Chapter 5 Workflow
You could check this book for metabolomics data analysis (S. Li 2020).
5.1 Platform for metabolomics data analysis
Here is a list for related open source projects
5.1.1 XCMS & XCMS online
XCMS online is hosted by Scripps Institute. If your datasets are not large, XCMS online would be the best option for you. Recently they updated the online version to support more functions for systems biology. They use metlin and iso metlin to annotate the MS/MS data. Pathway analysis is also supported. Besides, to accelerate the process, xcms online employed stream (windows only). You could use stream to connect your instrument workstation to their server and process the data along with the data acquisition automate.
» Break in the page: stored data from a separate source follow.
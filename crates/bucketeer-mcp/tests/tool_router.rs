// crates/bucketeer-mcp/tests/tool_router.rs
// ============================================================================
// Module: Tool Router Tests
// Description: Dispatch tests against a recording service.
// Purpose: Validate end-to-end tool behavior without a network.
// Dependencies: bucketeer-mcp, bucketeer-mcp-client, bucketeer-mcp-core
// ============================================================================

//! ## Overview
//! Drives [`ToolRouter`] with a service double that records every outbound
//! payload and replays a canned response. Checks payload shaping, default
//! environment resolution, result envelopes, and error pass-through.

#![allow(
    clippy::panic,
    clippy::print_stdout,
    clippy::print_stderr,
    clippy::unwrap_used,
    clippy::expect_used,
    clippy::use_debug,
    clippy::dbg_macro,
    clippy::panic_in_result_fn,
    clippy::unwrap_in_result,
    reason = "Test-only output and panic-based assertions are permitted."
)]

use std::sync::Arc;
use std::sync::Mutex;

use bucketeer_mcp::ToolError;
use bucketeer_mcp::ToolRouter;
use bucketeer_mcp_client::FeatureFlagService;
use bucketeer_mcp_client::FeatureResponse;
use bucketeer_mcp_client::ListFeaturesResponse;
use bucketeer_mcp_core::CreateFeaturePayload;
use bucketeer_mcp_core::EnvironmentResolver;
use bucketeer_mcp_core::ErrorKind;
use bucketeer_mcp_core::GetFeatureQuery;
use bucketeer_mcp_core::ListFeaturesQuery;
use bucketeer_mcp_core::OperationError;
use bucketeer_mcp_core::UpdateFeaturePayload;
use serde_json::Value;
use serde_json::json;

// ============================================================================
// SECTION: Recording Service
// ============================================================================

/// Outbound call observed by the recording service.
#[derive(Debug, Clone, PartialEq)]
enum Call {
    /// List query pairs.
    List(Vec<(&'static str, String)>),
    /// Create body.
    Create(Value),
    /// Get query pairs.
    Get(Vec<(&'static str, String)>),
    /// Update body.
    Update(Value),
}

/// Service double returning a fixed feature or a fixed error.
struct RecordingService {
    /// Calls in arrival order.
    calls: Mutex<Vec<Call>>,
    /// Error returned by every call, when set.
    failure: Option<OperationError>,
}

impl RecordingService {
    /// Creates a service that succeeds.
    fn succeeding() -> Arc<Self> {
        Arc::new(Self {
            calls: Mutex::new(Vec::new()),
            failure: None,
        })
    }

    /// Creates a service that fails with `error`.
    fn failing(error: OperationError) -> Arc<Self> {
        Arc::new(Self {
            calls: Mutex::new(Vec::new()),
            failure: Some(error),
        })
    }

    /// Returns the recorded calls.
    fn calls(&self) -> Vec<Call> {
        self.calls.lock().unwrap().clone()
    }

    /// Records a call and returns the canned feature.
    fn answer(&self, call: Call) -> Result<FeatureResponse, OperationError> {
        self.calls.lock().unwrap().push(call);
        match &self.failure {
            Some(error) => Err(error.clone()),
            None => Ok(FeatureResponse {
                feature: json!({"id": "f1", "name": "F1", "version": "3", "samplingSeed": "abc"}),
            }),
        }
    }
}

impl FeatureFlagService for RecordingService {
    fn list_features(
        &self,
        query: &ListFeaturesQuery,
    ) -> Result<ListFeaturesResponse, OperationError> {
        self.answer(Call::List(query.query_pairs()))?;
        Ok(ListFeaturesResponse {
            features: vec![json!({"id": "a"}), json!({"id": "b"})],
            cursor: Some("c2".to_string()),
            total_count: Some(json!("2")),
        })
    }

    fn create_feature(
        &self,
        payload: &CreateFeaturePayload,
    ) -> Result<FeatureResponse, OperationError> {
        self.answer(Call::Create(serde_json::to_value(payload).unwrap()))
    }

    fn get_feature(&self, query: &GetFeatureQuery) -> Result<FeatureResponse, OperationError> {
        self.answer(Call::Get(query.query_pairs()))
    }

    fn update_feature(
        &self,
        payload: &UpdateFeaturePayload,
    ) -> Result<FeatureResponse, OperationError> {
        self.answer(Call::Update(serde_json::to_value(payload).unwrap()))
    }
}

/// Builds a router with `default-env` as the default environment.
fn router(service: &Arc<RecordingService>) -> ToolRouter {
    ToolRouter::new(service.clone(), EnvironmentResolver::new(Some("default-env".to_string())))
}

/// Calls a tool and returns `(is_error, payload)`.
fn call(router: &ToolRouter, name: &str, arguments: &Value) -> (bool, Value) {
    let result = router.handle_tool_call(name, arguments).unwrap();
    (result.is_error, result.payload().unwrap())
}

// ============================================================================
// SECTION: Success Paths
// ============================================================================

#[test]
fn create_sends_minimal_payload_with_default_environment() {
    let service = RecordingService::succeeding();
    let (is_error, payload) = call(
        &router(&service),
        "createFeatureFlag",
        &json!({
            "id": "new-checkout",
            "name": "New checkout",
            "variations": [
                {"value": "true", "name": "On"},
                {"value": "false", "name": "Off"}
            ],
            "defaultOnVariationIndex": 0,
            "defaultOffVariationIndex": 1
        }),
    );

    assert!(!is_error);
    assert_eq!(payload["success"], json!(true));
    assert_eq!(payload["feature"]["samplingSeed"], json!("abc"));
    let calls = service.calls();
    let [Call::Create(body)] = calls.as_slice() else {
        panic!("expected one create call, got {calls:?}");
    };
    assert_eq!(body["environmentId"], json!("default-env"));
    assert_eq!(body["onVariationIndex"], json!(0));
    assert_eq!(body["offVariationIndex"], json!(1));
    assert!(body.get("description").is_none());
    assert!(body.get("tags").is_none());
    assert!(body.get("variationType").is_none());
    assert_eq!(body["variations"].as_array().unwrap().len(), 2);
}

#[test]
fn list_returns_page_and_forwards_filters() {
    let service = RecordingService::succeeding();
    let (is_error, payload) = call(
        &router(&service),
        "listFeatureFlags",
        &json!({"environmentId": "prod", "orderBy": "NAME", "archived": false}),
    );

    assert!(!is_error);
    assert_eq!(payload["features"], json!([{"id": "a"}, {"id": "b"}]));
    assert_eq!(payload["cursor"], json!("c2"));
    assert_eq!(payload["totalCount"], json!("2"));
    assert_eq!(
        service.calls(),
        vec![Call::List(vec![
            ("environmentId", "prod".to_string()),
            ("pageSize", "20".to_string()),
            ("orderBy", "NAME".to_string()),
            ("archived", "false".to_string()),
        ])]
    );
}

#[test]
fn get_forwards_version() {
    let service = RecordingService::succeeding();
    let (is_error, payload) =
        call(&router(&service), "getFeatureFlag", &json!({"id": "f1", "featureVersion": 2}));

    assert!(!is_error);
    assert_eq!(payload["feature"]["id"], json!("f1"));
    assert_eq!(
        service.calls(),
        vec![Call::Get(vec![
            ("id", "f1".to_string()),
            ("environmentId", "default-env".to_string()),
            ("featureVersion", "2".to_string()),
        ])]
    );
}

#[test]
fn update_sends_only_supplied_fields_and_echoes_them() {
    let service = RecordingService::succeeding();
    let (is_error, payload) = call(
        &router(&service),
        "updateFeatureFlag",
        &json!({"id": "f1", "comment": "turn on", "enabled": true}),
    );

    assert!(!is_error);
    assert_eq!(payload["updated"], json!({"enabled": true}));
    assert_eq!(
        service.calls(),
        vec![Call::Update(json!({
            "id": "f1",
            "environmentId": "default-env",
            "comment": "turn on",
            "enabled": true
        }))]
    );
}

#[test]
fn archive_forces_archived_and_reports_message() {
    let service = RecordingService::succeeding();
    let (is_error, payload) = call(
        &router(&service),
        "archiveFeatureFlag",
        &json!({"id": "f1", "comment": "retire", "archived": false}),
    );

    assert!(!is_error);
    assert_eq!(payload["message"], json!("Feature flag 'f1' has been archived"));
    assert_eq!(payload["archivedId"], json!("f1"));
    assert_eq!(
        service.calls(),
        vec![Call::Update(json!({
            "id": "f1",
            "environmentId": "default-env",
            "comment": "retire",
            "archived": true
        }))]
    );
}

// ============================================================================
// SECTION: Failure Paths
// ============================================================================

#[test]
fn unknown_tool_is_a_routing_error() {
    let service = RecordingService::succeeding();
    let err = router(&service).handle_tool_call("deleteFeatureFlag", &json!({})).unwrap_err();

    assert!(matches!(err, ToolError::UnknownTool(ref name) if name == "deleteFeatureFlag"));
    assert!(service.calls().is_empty());
}

#[test]
fn missing_environment_fails_before_transport() {
    let service = RecordingService::succeeding();
    let router = ToolRouter::new(service.clone(), EnvironmentResolver::new(None));
    let (is_error, payload) = call(&router, "getFeatureFlag", &json!({"id": "f1"}));

    assert!(is_error);
    assert_eq!(payload["success"], json!(false));
    assert_eq!(payload["kind"], json!("invalid_argument"));
    assert_eq!(
        payload["error"],
        json!("environmentId must be provided or set in BUCKETEER_ENVIRONMENT_ID")
    );
    assert!(service.calls().is_empty());
}

#[test]
fn validation_failure_carries_violations() {
    let service = RecordingService::succeeding();
    let (is_error, payload) = call(
        &router(&service),
        "createFeatureFlag",
        &json!({
            "id": "x",
            "name": "X",
            "variations": [{"value": "a", "name": "A"}, {"value": "b", "name": "B"}],
            "defaultOnVariationIndex": 2,
            "defaultOffVariationIndex": 0
        }),
    );

    assert!(is_error);
    assert_eq!(payload["kind"], json!("invalid_argument"));
    assert_eq!(
        payload["error"],
        json!("defaultOnVariationIndex 2 is out of bounds. Must be less than 2")
    );
    assert!(payload["details"].is_array());
    assert!(service.calls().is_empty());
}

#[test]
fn empty_update_is_rejected_locally() {
    let service = RecordingService::succeeding();
    let (is_error, payload) =
        call(&router(&service), "updateFeatureFlag", &json!({"id": "f1", "comment": "noop"}));

    assert!(is_error);
    assert_eq!(payload["kind"], json!("invalid_argument"));
    assert!(service.calls().is_empty());
}

#[test]
fn service_errors_pass_through_unchanged() {
    let service = RecordingService::failing(OperationError::new(
        ErrorKind::NotFound,
        "Not found: feature f1 not found",
    ));
    let (is_error, payload) = call(&router(&service), "getFeatureFlag", &json!({"id": "f1"}));

    assert!(is_error);
    assert_eq!(payload["kind"], json!("not_found"));
    assert_eq!(payload["error"], json!("Not found: feature f1 not found"));
    assert!(payload.get("details").is_none());
    assert_eq!(service.calls().len(), 1);
}

#[test]
fn list_tools_advertises_five_tools() {
    let service = RecordingService::succeeding();
    let names: Vec<String> =
        router(&service).list_tools().iter().map(|tool| tool.name.to_string()).collect();

    assert_eq!(
        names,
        vec![
            "listFeatureFlags",
            "createFeatureFlag",
            "getFeatureFlag",
            "updateFeatureFlag",
            "archiveFeatureFlag"
        ]
    );
}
They also developed apps for xcms online, but I think apps for slack would be even cooler to control the data processing.
xcms is different from xcms online while they might share the same code. I used it almost every data to run local metabolomics data analysis. Recently, they will change their version to xcms 3 with major update for object class. Their data format would integrate into the MSnbase package and the parameters would be easy to set up for each step. Normally, I will use msconvert-IPO-xcms-xMSannotator-metaboanalyst as workflow to process the offline data. It could accelerate the process by parallel processing. However, if you are not familiar with R, you would better to choose some software below.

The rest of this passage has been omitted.